Выбрать главу

Гофман ведет две жизни, разительно отличающиеся одна от другой: жизнь чиновника и жизнь художника. Если вторая из них дает множество ответвлений (ибо мы еще увидим, что Гофман как художник был удивительно многогранен), то первая, напротив, развивается по раз и навсегда заданной кривой карьеры юриста. Ход ее прерывается только внешними факторами — такими, как смута наполеоновских войн, которые, несмотря на свой всемирный резонанс, почти не повлияли на личность Гофмана. В этом смысле роковая мистификация во время карнавала представляет собой любопытное и трагическое исключение, ибо здесь чиновник понес наказание за шутку художника. По сути, здесь имело место досадное недоразумение, случайное короткое замыкание при столкновении двух миров, на первый взгляд, не имевших точек соприкосновения. Ибо нельзя забывать о том, что Гофман был безукоризненным, добросовестным чиновником. В письме Фуке, написанном в мае 1815 года, читаем: Всевозможные воры, насильники, мошенники и пр. лежат на зеленом столе и ждут, пока я задам им хорошую трепку и отправлю их в тюрьму. Когда он восседает за названным зеленым столом, его впечатлительность полностью отключена; его ирония, глубокое знание человеческих слабостей, даже его фантазия отложены в сторону и заперты на замок. В такие моменты он снова тот, кем ему положено быть в силу своего происхождения и времени: прусский гражданин, родившийся при Фридрихе Великом в эпоху гренадеров с косичками; человек, воспитанный в духе порядка и пунктуальности; ревностный и неподкупный государственный служащий, исправляющий свою службу с тем большей добросовестностью, чем большую ненависть он испытывает к навязанной ему деятельности. Этот человек во сто крат страшнее, чем гениальный, преследуемый чертями пьяница.
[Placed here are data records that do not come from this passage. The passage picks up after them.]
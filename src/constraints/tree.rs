//! Nested constraint collections.

use super::constraint::{Bounds, ConeConstr, Constraint, CvxConstr, ExpConeConstr, LinConstr};
use crate::error::{CvxError, Result};

/// A single constraint or an ordered collection of constraint trees.
#[derive(Debug, Clone, PartialEq)]
pub enum ConstraintTree {
    Leaf(Constraint),
    Group(Vec<ConstraintTree>),
}

impl ConstraintTree {
    /// Flatten into constraints in depth-first order.
    ///
    /// Groups nested more than `max_depth` levels below the root fail with
    /// [`CvxError::NestingTooDeep`]. The walk uses an explicit stack.
    pub fn flatten(self, max_depth: usize) -> Result<Vec<Constraint>> {
        let mut out = Vec::new();
        let mut stack = vec![(self, 0usize)];

        while let Some((tree, depth)) = stack.pop() {
            match tree {
                ConstraintTree::Leaf(c) => out.push(c),
                ConstraintTree::Group(children) => {
                    if depth >= max_depth {
                        return Err(CvxError::NestingTooDeep { limit: max_depth });
                    }
                    stack.extend(children.into_iter().rev().map(|c| (c, depth + 1)));
                }
            }
        }

        Ok(out)
    }
}

impl From<Constraint> for ConstraintTree {
    fn from(c: Constraint) -> Self {
        ConstraintTree::Leaf(c)
    }
}

macro_rules! impl_from_leaf {
    ($($ty:ty),* $(,)?) => {
        $(
            impl From<$ty> for ConstraintTree {
                fn from(c: $ty) -> Self {
                    ConstraintTree::Leaf(c.into())
                }
            }
        )*
    };
}

impl_from_leaf!(LinConstr, Bounds, CvxConstr, ConeConstr, ExpConeConstr);

impl<T: Into<ConstraintTree>> From<Vec<T>> for ConstraintTree {
    fn from(items: Vec<T>) -> Self {
        ConstraintTree::Group(items.into_iter().map(Into::into).collect())
    }
}

impl<T: Into<ConstraintTree>, const N: usize> From<[T; N]> for ConstraintTree {
    fn from(items: [T; N]) -> Self {
        ConstraintTree::Group(items.into_iter().map(Into::into).collect())
    }
}

#[cfg(test)]
mod tests {
    use super::*;
    use crate::expr::Affine;

    fn leaf(rhs: f64) -> ConstraintTree {
        Affine::scalar(0.0).le(rhs).unwrap().into()
    }

    fn rhs_of(c: &Constraint) -> f64 {
        match c {
            Constraint::Linear(l) => l.constant()[0],
            _ => panic!("Expected linear constraint"),
        }
    }

    #[test]
    fn test_flatten_preserves_order() {
        let tree = ConstraintTree::Group(vec![
            leaf(1.0),
            ConstraintTree::Group(vec![leaf(2.0), ConstraintTree::Group(vec![leaf(3.0)])]),
            leaf(4.0),
        ]);
        let flat = tree.flatten(8).unwrap();
        let rhs: Vec<f64> = flat.iter().map(rhs_of).collect();
        assert_eq!(rhs, vec![1.0, 2.0, 3.0, 4.0]);
    }

    #[test]
    fn test_flatten_depth_limit() {
        let mut tree = leaf(1.0);
        for _ in 0..5 {
            tree = ConstraintTree::Group(vec![tree]);
        }
        assert!(tree.clone().flatten(5).is_ok());
        assert_eq!(
            tree.flatten(4),
            Err(CvxError::NestingTooDeep { limit: 4 })
        );
    }

    #[test]
    fn test_from_nested_vec() {
        let tree: ConstraintTree = vec![vec![leaf(1.0)], vec![leaf(2.0), leaf(3.0)]].into();
        assert_eq!(tree.flatten(2).unwrap().len(), 3);
    }
}
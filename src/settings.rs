//! Model settings.

use crate::expr::VarType;

/// Settings shared by linear and second-order cone models.
#[derive(Debug, Clone)]
pub struct Settings {
    /// Maximum nesting depth of constraint collections passed to `st`.
    pub max_nesting_depth: usize,
    /// Variable type used by `dvar` when none is given.
    pub default_vtype: VarType,
}

impl Default for Settings {
    fn default() -> Self {
        Settings {
            max_nesting_depth: 32,
            default_vtype: VarType::Continuous,
        }
    }
}

impl Settings {
    /// Set the maximum collection nesting depth.
    pub fn max_nesting_depth(mut self, depth: usize) -> Self {
        self.max_nesting_depth = depth;
        self
    }

    /// Set the default variable type.
    pub fn default_vtype(mut self, vtype: VarType) -> Self {
        self.default_vtype = vtype;
        self
    }
}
Возможно, здесь будет нелишне упомянуть, что во всем своем литературном творчестве Гофман не использует ни одного судебного дела, которым ему приходилось заниматься, за исключением, впрочем, Повелителя блох, чей сюжет был частично подсказан Теодору Эрнсту «преследованием демагогов». Оно происходило в 1821 году в форме сыскной акции, проводившейся по распоряжению особенно ненавистного ему начальника полиции. Что касается Мадемуазель Скюдери и Маркизы де ла Пивардьер, то материал для этих новелл он почерпнул из чтения «Знаменитых и увлекательных процессов» французского парламентского адвоката Франсуа Рише, который продолжил и завершил труд криминалиста Гайо де Питаваля.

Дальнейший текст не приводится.